November 1992
Irena Zaric put her last stick of gum in her mouth, winked at a
bird, and wondered where to put her last bullet before going home.
Sometimes she conferred with the pigeons that flocked along her
arms. “What have you seen, boy? What’s going on over there?” The
birds were cohorts; they roosted together.
The grim sky was beginning to open into a briny blue. The first
winds of the day from the hills blew in with a bite of sun and a
smell of snow. It was the time of day when sharp sounds-the scorch
of a shot, a scream, a humdrum thud-could be heard best in the
hollow streets. After a long night alone in the city’s rafters,
Irena was consoled by the swish of the pigeons. They reassured her:
she wasn’t the only one left in town.
The birds were tired and, she imagined, cranky from hunting for tree
limbs to settle on. Their feathers clapped in the stillness.

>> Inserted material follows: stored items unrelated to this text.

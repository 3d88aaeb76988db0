//! Default-branch protection policy.
//!
//! Linear history, conversation resolution and force-push/deletion settings
//! are written when a rule is created but not evaluated here: the REST
//! protection payload the gateway reads does not expose them reliably.

use std::sync::Arc;

use async_trait::async_trait;

use crate::analyzers::RepositoryAnalyzer;
use crate::gateway::{BranchProtection, PlatformGateway, RuleId};
use crate::issue::{RepositoryIssue, EXPECTED_APPROVING_REVIEW_COUNT};
use crate::metadata::RepositoryMetadata;
use crate::Result;

pub struct BranchProtectionAnalyzer {
    gateway: Arc<dyn PlatformGateway>,
}

impl BranchProtectionAnalyzer {
    pub fn new(gateway: Arc<dyn PlatformGateway>) -> Self {
        Self { gateway }
    }
}

/// Evaluate an existing rule; one issue per failing condition.
pub fn evaluate(protection: &BranchProtection, rule_id: &RuleId) -> Vec<RepositoryIssue> {
    let mut issues = Vec::new();
    let rule_id = || rule_id.clone();

    if !protection.enforce_admins {
        issues.push(RepositoryIssue::AdminsAreNotEnforced { rule_id: rule_id() });
    }

    match &protection.required_reviews {
        None => issues.push(RepositoryIssue::ApprovingReviewsNonRequired { rule_id: rule_id() }),
        Some(reviews) => {
            if !reviews.require_code_owner_reviews {
                issues.push(RepositoryIssue::CodeOwnerReviewsNonRequired { rule_id: rule_id() });
            }
            if !reviews.dismiss_stale_reviews {
                issues.push(RepositoryIssue::StaleReviewsAreNotDismissed { rule_id: rule_id() });
            }
            if reviews.required_approving_review_count != EXPECTED_APPROVING_REVIEW_COUNT {
                issues.push(RepositoryIssue::InvalidApprovingReviewCount {
                    rule_id: rule_id(),
                    actual: reviews.required_approving_review_count,
                    expected: EXPECTED_APPROVING_REVIEW_COUNT,
                });
            }
        }
    }

    match &protection.required_status_checks {
        None => issues.push(RepositoryIssue::StatusChecksNonRequired { rule_id: rule_id() }),
        Some(checks) if !checks.strict => {
            issues.push(RepositoryIssue::StrictStatusChecksNonRequired { rule_id: rule_id() })
        }
        Some(_) => {}
    }

    issues
}

#[async_trait]
impl RepositoryAnalyzer for BranchProtectionAnalyzer {
    fn name(&self) -> &'static str {
        "branch_protection"
    }

    async fn analyze(&self, metadata: &RepositoryMetadata) -> Result<Vec<RepositoryIssue>> {
        let repository = &metadata.repository;
        let protection = self
            .gateway
            .branch_protection(
                &repository.owner,
                &repository.name,
                &repository.default_branch,
            )
            .await?;

        Ok(match protection {
            None => vec![RepositoryIssue::MissedBranchProtection],
            Some((protection, rule_id)) => evaluate(&protection, &rule_id),
        })
    }
}
#[async_trait]
impl PlatformGateway for GitHubGateway {
    fn organization(&self) -> &str {
        self.org()
    }

    async fn organization_repositories(
        &self,
        page: u32,
        per_page: u32,
    ) -> GatewayResult<Vec<Repository>> {
        let path = format!("/orgs/{}/repos?type=all", urlencoding::encode(self.org()));
        let payloads: Vec<RepositoryPayload> = self.get_page(&path, page, per_page).await?;
        Ok(payloads
            .into_iter()
            .map(RepositoryPayload::into_repository)
            .collect())
    }

    async fn organization_teams(&self) -> GatewayResult<Vec<Team>> {
        let path = format!("/orgs/{}/teams", urlencoding::encode(self.org()));
        let payloads: Vec<TeamPayload> = self.get_all(&path).await?;
        Ok(payloads.into_iter().map(Team::from).collect())
    }

    async fn repository_teams(&self, repository: &Repository) -> GatewayResult<Vec<Team>> {
        let path = format!("{}/teams", Self::repo_path(&repository.owner, &repository.name));
        let payloads: Vec<TeamPayload> = self.get_all(&path).await?;
        Ok(payloads.into_iter().map(Team::from).collect())
    }

    async fn team_repositories(&self, team: &Team) -> GatewayResult<Vec<TeamRepository>> {
        let payloads: Vec<RepositoryPayload> =
            self.get_all(&format!("{}/repos", self.team_path(team))).await?;
        Ok(payloads
            .into_iter()
            .map(RepositoryPayload::into_team_repository)
            .collect())
    }

    async fn team_members(&self, team: &Team) -> GatewayResult<Vec<TeamMember>> {
        let mut members = self.members_with_role(team, TeamRole::Maintainer).await?;
        members.extend(self.members_with_role(team, TeamRole::Member).await?);
        Ok(members)
    }

    async fn team_discussions(&self, team: &Team) -> GatewayResult<Vec<TeamDiscussion>> {
        let payloads: Vec<DiscussionPayload> = self
            .get_all(&format!("{}/discussions", self.team_path(team)))
            .await?;
        Ok(payloads.into_iter().map(TeamDiscussion::from).collect())
    }

    async fn repository_collaborators(
        &self,
        repository: &Repository,
    ) -> GatewayResult<Vec<Collaborator>> {
        let path = format!(
            "{}/collaborators?affiliation=all",
            Self::repo_path(&repository.owner, &repository.name)
        );
        let payloads: Vec<CollaboratorPayload> = self.get_all(&path).await?;
        Ok(payloads
            .into_iter()
            .filter_map(CollaboratorPayload::into_collaborator)
            .collect())
    }

    async fn organization_owners(&self) -> GatewayResult<Vec<User>> {
        let path = format!("/orgs/{}/members?role=admin", urlencoding::encode(self.org()));
        let accounts: Vec<Account> = self.get_all(&path).await?;
        Ok(accounts.into_iter().map(User::from).collect())
    }

    async fn repository_topics(&self, repository: &Repository) -> GatewayResult<Vec<String>> {
        let body = self
            .graphql_raw(
                graphql::REPOSITORY_TOPICS,
                graphql::topics_variables(&repository.owner, &repository.name),
            )
            .await?;
        graphql::parse_topics(body, &repository.full_name)
    }

    async fn raw_file_content(&self, repository_name: &str, path: &str) -> GatewayResult<String> {
        let url = self.url(&format!(
            "{}/contents/{}",
            Self::repo_path(self.org(), repository_name),
            encode_path(path)
        ));
        let request = self
            .http
            .get(url)
            .header(header::ACCEPT, RAW_MEDIA_TYPE);
        let response = self
            .send(request, &format!("{}/{repository_name}/{path}", self.org()))
            .await?;
        response.text().await.map_err(transport)
    }

    async fn list_all_contents(
        &self,
        repository: &Repository,
        path: &str,
    ) -> GatewayResult<Vec<FileEntry>> {
        let contents: ContentsPayload = self
            .get_json(&format!(
                "{}/contents/{}",
                Self::repo_path(&repository.owner, &repository.name),
                encode_path(path)
            ))
            .await?;
        Ok(contents.into_entries())
    }

    async fn branch_protection(
        &self,
        owner: &str,
        repository_name: &str,
        branch: &str,
    ) -> GatewayResult<Option<(BranchProtection, RuleId)>> {
        let path = format!(
            "{}/branches/{}/protection",
            Self::repo_path(owner, repository_name),
            urlencoding::encode(branch)
        );
        let Some(payload) = self.get_json::<ProtectionPayload>(&path).await.optional()? else {
            return Ok(None);
        };

        let body = self
            .graphql_raw(
                graphql::BRANCH_PROTECTION_RULES,
                graphql::rules_variables(owner, repository_name),
            )
            .await?;
        match graphql::parse_rule_id(body, branch)? {
            Some(rule_id) => Ok(Some((BranchProtection::from(payload), rule_id))),
            None => {
                // Protected through a wildcard or a ruleset; nothing to patch.
                warn!(
                    repository = %format!("{owner}/{repository_name}"),
                    branch,
                    "branch is protected but no rule matches its exact name"
                );
                Ok(None)
            }
        }
    }

    async fn create_branch_protection_rule(
        &self,
        rule: &NewBranchProtectionRule,
    ) -> GatewayResult<()> {
        let _: Value = self
            .graphql(
                graphql::CREATE_BRANCH_PROTECTION_RULE,
                graphql::create_rule_input(rule)?,
            )
            .await?;
        Ok(())
    }

    async fn update_branch_protection_rule(
        &self,
        rule_id: &RuleId,
        patch: &BranchProtectionRulePatch,
    ) -> GatewayResult<()> {
        let _: Value = self
            .graphql(
                graphql::UPDATE_BRANCH_PROTECTION_RULE,
                graphql::update_rule_input(rule_id, patch)?,
            )
            .await?;
        Ok(())
    }

    async fn repository_settings(
        &self,
        owner: &str,
        repository_name: &str,
    ) -> GatewayResult<RepositorySettings> {
        let payload: RepositoryPayload = self
            .get_json(&Self::repo_path(owner, repository_name))
            .await?;
        Ok(payload.settings())
    }

    async fn update_repository_settings(
        &self,
        repository: &Repository,
        patch: &RepositorySettingsPatch,
    ) -> GatewayResult<()> {
        self.send_json(
            reqwest::Method::PATCH,
            &Self::repo_path(&repository.owner, &repository.name),
            patch,
        )
        .await?;
        Ok(())
    }

    async fn open_pull_requests(
        &self,
        repository: &Repository,
        page: u32,
        per_page: u32,
    ) -> GatewayResult<Vec<PullRequest>> {
        let path = format!(
            "{}/pulls?state=open",
            Self::repo_path(&repository.owner, &repository.name)
        );
        let payloads: Vec<PullRequestPayload> = self.get_page(&path, page, per_page).await?;
        Ok(payloads.into_iter().map(PullRequest::from).collect())
    }

    async fn create_branch(
        &self,
        repository: &Repository,
        branch: &str,
        from_branch: &str,
    ) -> GatewayResult<()> {
        let repo = Self::repo_path(&repository.owner, &repository.name);
        let head: GitRefPayload = self
            .get_json(&format!("{repo}/git/ref/heads/{}", encode_path(from_branch)))
            .await?;
        let ref_name = format!("refs/heads/{branch}");
        self.send_json(
            reqwest::Method::POST,
            &format!("{repo}/git/refs"),
            &NewGitRef {
                ref_name: ref_name.clone(),
                sha: &head.object.sha,
            },
        )
        .await
        .map_err(|err| existing_ref(err, &format!("{}:{ref_name}", repository.full_name)))?;
        Ok(())
    }

    async fn commit_file(
        &self,
        repository: &Repository,
        branch: &str,
        path: &str,
        content: &str,
        message: &str,
    ) -> GatewayResult<()> {
        let contents_path = format!(
            "{}/contents/{}",
            Self::repo_path(&repository.owner, &repository.name),
            encode_path(path)
        );
        // Updating an existing file requires its blob sha.
        let existing = self
            .get_json::<ContentPayload>(&format!(
                "{contents_path}?ref={}",
                urlencoding::encode(branch)
            ))
            .await
            .optional()?;

        self.send_json(
            reqwest::Method::PUT,
            &contents_path,
            &PutContent {
                message,
                content: base64::engine::general_purpose::STANDARD.encode(content),
                branch,
                sha: existing.and_then(|entry| entry.sha),
            },
        )
        .await?;
        Ok(())
    }

    async fn create_pull_request(
        &self,
        repository: &Repository,
        pull_request: &NewPullRequest,
    ) -> GatewayResult<PullRequest> {
        let response = self
            .send_json(
                reqwest::Method::POST,
                &format!("{}/pulls", Self::repo_path(&repository.owner, &repository.name)),
                pull_request,
            )
            .await?;
        let payload: PullRequestPayload = response.json().await.map_err(transport)?;
        Ok(payload.into())
    }

    async fn request_reviewers(
        &self,
        repository: &Repository,
        pull_request_number: u64,
        team_slugs: &[String],
    ) -> GatewayResult<()> {
        self.send_json(
            reqwest::Method::POST,
            &format!(
                "{}/pulls/{pull_request_number}/requested_reviewers",
                Self::repo_path(&repository.owner, &repository.name)
            ),
            &ReviewRequest {
                reviewers: Vec::new(),
                team_reviewers: team_slugs,
            },
        )
        .await?;
        Ok(())
    }

    async fn add_or_update_team_repository_permission(
        &self,
        team: &Team,
        repository_name: &str,
        permission: Permission,
    ) -> GatewayResult<()> {
        let path = format!(
            "{}/repos/{}/{}",
            self.team_path(team),
            urlencoding::encode(self.org()),
            urlencoding::encode(repository_name)
        );
        self.send_json(
            reqwest::Method::PUT,
            &path,
            &TeamPermission {
                permission: permission.as_str(),
            },
        )
        .await?;
        Ok(())
    }
}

People
with hatchets and kitchen knives had hacked down most of the city’s
trees to burn them for heat and cooking fuel. The park across from
the old Olympic Stadium, where Irena used to go with boys, now
sprouted only grave markers scored with sharp, blunt letters:
slavica jankovic 1956-1992, or blond girl on karlovacka
andproletariat brigade boulevard 27-5 (those who had slashed the
graves into the ground last spring never imagined they would have to
specify the year, but already a new one was approaching).
The planks offered no leaves or bugs to the birds; no shade or
shelter to people. At dawn, the pigeons became like any other hungry
citizen of Sarajevo. They settled in the exposed bones of bombed-out
buildings, perching on bent and blackened iron rails….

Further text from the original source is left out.